Title: Support vector machines for credit risk assessment with imbalanced datasets

Authors: Sihem Khemakhem; Younes Boujelbene

Addresses: Faculty of Economics and Management of Sfax, University of Sfax, Road of Airport, Km 4 Sfax, 3018, Tunisia ' Faculty of Economics and Management of Sfax, University of Sfax, Road of Airport, Km 4 Sfax, 3018, Tunisia

Abstract: Support vector machines (SVM) have a limited performance in credit scoring issues due to the imbalanced data sets in which the number of unpaid is lower than paid loans. In this work, we developed an SVM model with more kernels on a set of imbalanced data and suggested two data resampling alternatives: random over sampling (ROS) and synthetic minority oversampling technique (SMOTE). The aim of this work is to explore the relevance of re-sampling data with the SVM technique for an accurate credit risk prediction rate to the class imbalance constraint. The performance criteria chosen to evaluate the suggested technique were accuracy, sensitivity specificity, error type I, error type II, G-mean and the area under the receiver operating characteristic curve (AUC).

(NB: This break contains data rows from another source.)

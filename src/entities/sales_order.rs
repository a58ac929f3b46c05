//! Sales order entity - Header of a customer order; lines live in `order_line`.

use sea_orm::entity::prelude::*;
use serde::{Deserialize, Serialize};

/// Lifecycle of a sales order. Transitions are not validated.
#[derive(Debug, Clone, Copy, PartialEq, Eq, EnumIter, DeriveActiveEnum, Serialize, Deserialize)]
#[sea_orm(rs_type = "String", db_type = "Text")]
#[serde(rename_all = "SCREAMING_SNAKE_CASE")]
pub enum SalesOrderStatus {
    #[sea_orm(string_value = "QUOTE")]
    Quote,
    #[sea_orm(string_value = "CONFIRMED")]
    Confirmed,
    #[sea_orm(string_value = "IN_PROGRESS")]
    InProgress,
    #[sea_orm(string_value = "COMPLETED")]
    Completed,
    #[sea_orm(string_value = "CANCELLED")]
    Cancelled,
}

/// Sales order database model
#[derive(Clone, Debug, PartialEq, Eq, DeriveEntityModel, Serialize, Deserialize)]
#[sea_orm(table_name = "sales_orders")]
pub struct Model {
    #[sea_orm(primary_key)]
    pub id: i64,
    /// `SO-YYYYMMDD-<sequence>`
    #[sea_orm(unique)]
    pub order_number: String,
    pub client_id: i64,
    pub order_date: Date,
    pub delivery_date: Option<Date>,
    pub status: SalesOrderStatus,
    /// Sum of quantity x price over all lines
    pub subtotal: Decimal,
    pub tax_amount: Decimal,
    /// Subtotal plus tax
    pub total: Decimal,
    pub notes: Option<String>,
    /// User who created the order
    pub created_by: i64,
    pub created_at: DateTimeUtc,
    pub updated_at: DateTimeUtc,
}

/// Defines relationships between `SalesOrder` and other entities
#[derive(Copy, Clone, Debug, EnumIter, DeriveRelation)]
pub enum Relation {
    /// Each order belongs to one client
    #[sea_orm(
        belongs_to = "super::client::Entity",
        from = "Column::ClientId",
        to = "super::client::Column::Id"
    )]
    Client,
    /// One order has many lines
    #[sea_orm(has_many = "super::order_line::Entity")]
    OrderLines,
    /// One order may have invoices
    #[sea_orm(has_many = "super::invoice::Entity")]
    Invoices,
}

impl Related<super::client::Entity> for Entity {
    fn to() -> RelationDef {
        Relation::Client.def()
    }
}

impl Related<super::order_line::Entity> for Entity {
    fn to() -> RelationDef {
        Relation::OrderLines.def()
    }
}

impl Related<super::invoice::Entity> for Entity {
    fn to() -> RelationDef {
        Relation::Invoices.def()
    }
}

impl ActiveModelBehavior for ActiveModel {}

Significant empirical results obtained from an experimental study of a real imbalanced database of loans granted by a Tunisian bank demonstrated the performance improvement thanks to sampling strategies in SVM, thus leading to a better prediction accuracy of the creditworthiness of borrowers.

Keywords: credit scoring; support vector machines; SVM; synthetic minority oversampling technique; SMOTE; random over sampling; ROS; credit risk assessment; imbalanced datasets; performance criteria; Tunisian bank; creditworthiness prediction accuracy.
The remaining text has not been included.